Department of French

Modern & Medieval Languages

Department of French

Dr Mari Jones    

Dr Mari Jones

College:
Peterhouse

Positions:
 Reader in French Linguistics and Language Change
Department of French
On leave 2012/2013

Postal Address:
  Peterhouse
Trumpington Street
CAMBRIDGE   CB2 1RD

Email:
  mcj11@cam.ac.uk
Phone:
  (+44) (0)1223 330859
Fax:
  (+44) (0)1223 335062

Mari Jones specialises in French linguistics, especially language death theory and dialectology.

Major publications include Language Obsolescence and Revitalization (OUP, 1998); La langue bretonne aujourd'hui à Plougastel-Daoulas (Brud Nevez, 1998); Jersey Norman French: A linguistic Study of an obsolescent dialect (Blackwell, 2001); The Guernsey Norman French Translations of Thomas Martin: a linguistic study of an unpublished archive (Peeters, 2008). She is also co-editor of Language Change: the interplay of internal, external and extra-linguistic factors (Mouton de Gruyter, 2002), The French Language and Questions of Identity (Legenda, 2007) and Les Langues Normandes: Pluralité, Normes, Représentations (L'Harmattan, 2009), and co-author of Exploring Language Change (Routledge, 2005).

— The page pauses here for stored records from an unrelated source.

//! Search engine constants
//!
//! Defaults used when a [`SearchConfig`](crate::domain::config::SearchConfig)
//! does not override them.

// =============================================================================
// Candidate space
// =============================================================================

/// Default candidate alphabet (62 symbols: digits, uppercase, lowercase)
pub const DEFAULT_ALPHABET: &str = "0123456789ABCDEFGHIJKLMNOPQRSTUVWXYZabcdefghijklmnopqrstuvwxyz";

/// Default fixed candidate length
pub const DEFAULT_MAX_LEN: usize = 8;

// =============================================================================
// Scheduling
// =============================================================================

/// Default number of indices per chunk
pub const DEFAULT_CHUNK_SIZE: u64 = 4096;

/// Number of lock stripes in the collision map (a power of two)
pub const DEFAULT_SHARD_COUNT: usize = 64;

// =============================================================================
// Policy defaults
// =============================================================================

/// Literal prepended to every candidate before hashing in prefix search
pub const DEFAULT_PREFIX_TAG: &str = "bitcoin";

/// Default second preimage target
pub const DEFAULT_PREIMAGE_TARGET: &str = "eliam";

/// Default digest prefixes searched by the prefix tool
pub const DEFAULT_PREFIXES: [&str; 3] = ["cafe", "faded", "decade"];

// =============================================================================
// Logging
// =============================================================================

/// Log filter used by the CLI tools when `RUST_LOG` is unset
pub const LOG_FILTER_DEFAULT: &str = "info";

/// Log filter used by the CLI tools with `--verbose`
pub const LOG_FILTER_VERBOSE: &str = "hashsearch=debug,info";
//! Second preimage search CLI
//!
//! Usage: hashsearch_preimage [TARGET] [--max-len <N>] [--limit <N>] [--hash <simple|sha256>]
//!
//! Example:
//!   hashsearch_preimage
//!   hashsearch_preimage eliam --max-len 6
//!
//! Looks for a string other than TARGET whose digest equals TARGET's digest.

use clap::Parser;
use hashsearch::{
    DEFAULT_CHUNK_SIZE, DEFAULT_MAX_LEN, DEFAULT_PREIMAGE_TARGET, HashFn, HashKind,
    LOG_FILTER_DEFAULT, LOG_FILTER_VERBOSE, SearchConfig, SearchPolicy, SecondPreimagePolicy,
    find_second_preimage,
};
use tracing::{error, info, warn};
use tracing_subscriber::EnvFilter;

#[derive(Parser, Debug)]
#[command(
    name = "hashsearch_preimage",
    version,
    about = "Find a different string with the same hash as a target"
)]
struct Args {
    /// String whose digest must be matched
    #[arg(default_value = DEFAULT_PREIMAGE_TARGET)]
    target: String,

    /// Candidate length
    #[arg(long, env = "HASHSEARCH_MAX_LEN", default_value_t = DEFAULT_MAX_LEN)]
    max_len: usize,

    /// Number of candidates to try (default: every candidate of --max-len)
    #[arg(long)]
    limit: Option<u64>,

    /// Hash function: simple or sha256
    #[arg(long, default_value_t = HashKind::Simple)]
    hash: HashKind,

    /// Worker threads (default: available parallelism)
    #[arg(long, env = "HASHSEARCH_WORKERS")]
    workers: Option<usize>,

    /// Indices per unit of work
    #[arg(long, env = "HASHSEARCH_CHUNK_SIZE", default_value_t = DEFAULT_CHUNK_SIZE)]
    chunk_size: u64,

    /// Verbose logging
    #[arg(short, long)]
    verbose: bool,
}

fn init_tracing(verbose: bool) {
    let filter = EnvFilter::try_from_default_env().unwrap_or_else(|_| {
        if verbose {
            EnvFilter::new(LOG_FILTER_VERBOSE)
        } else {
            EnvFilter::new(LOG_FILTER_DEFAULT)
        }
    });
    tracing_subscriber::fmt()
        .with_env_filter(filter)
        .with_writer(std::io::stderr)
        .init();
}

fn main() {
    let args = Args::parse();
    init_tracing(args.verbose);

    info!(
        target_string = %args.target,
        digest = %args.hash.digest(args.target.as_bytes()),
        hash = %args.hash,
        "target loaded"
    );

    let config = SearchConfig::default()
        .with_max_len(args.max_len)
        .with_chunk_size(args.chunk_size)
        .with_workers(args.workers);

    let outcome = match find_second_preimage(config, args.hash, &args.target, args.limit) {
        Ok(outcome) => outcome,
        Err(e) => {
            error!("{e}");
            std::process::exit(1);
        }
    };

    info!(
        scanned = outcome.scanned,
        elapsed = ?outcome.elapsed,
        "search completed"
    );

    match outcome.result.into_option() {
        Some(preimage) => {
            if !SecondPreimagePolicy::new(args.hash, args.target.as_str()).verify(&preimage) {
                warn!("reported preimage failed verification");
            }
            println!("Second preimage: \"{preimage}\"");
        }
        None => println!("Did not find a second preimage."),
    }
}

She is interested in all aspects of language change, dialectology, language contact and questions of standardisation. Her research has focused particularly on Welsh, Breton and - at present - the French of the Channel Islands (Jèrriais, Guernesiais, Sercquais).

Current research projects include directing an international research network funded by the AHRC on language and social structure in urban France and major collaborations with the University of Caen: "Patrimoine Linguistique en Normandie" and with the University of Rennes, where she is a research associate at L'Equipe de Recherche sur la diversité Littéraire et Linguistique du monde Francophone:. She is also Visiting Professor in Linguistics at the University of Bamberg and Visiting Fellow at the University of Canterbury, Christchurch, New Zealand.

Her graduate teaching focuses on Language death theory, Language variation and Sociolinguistics, both within the context of French and of other languages.

She is a co-founder and member of the Executive Committee of the Cambridge Endangered Languages and Cultures Group.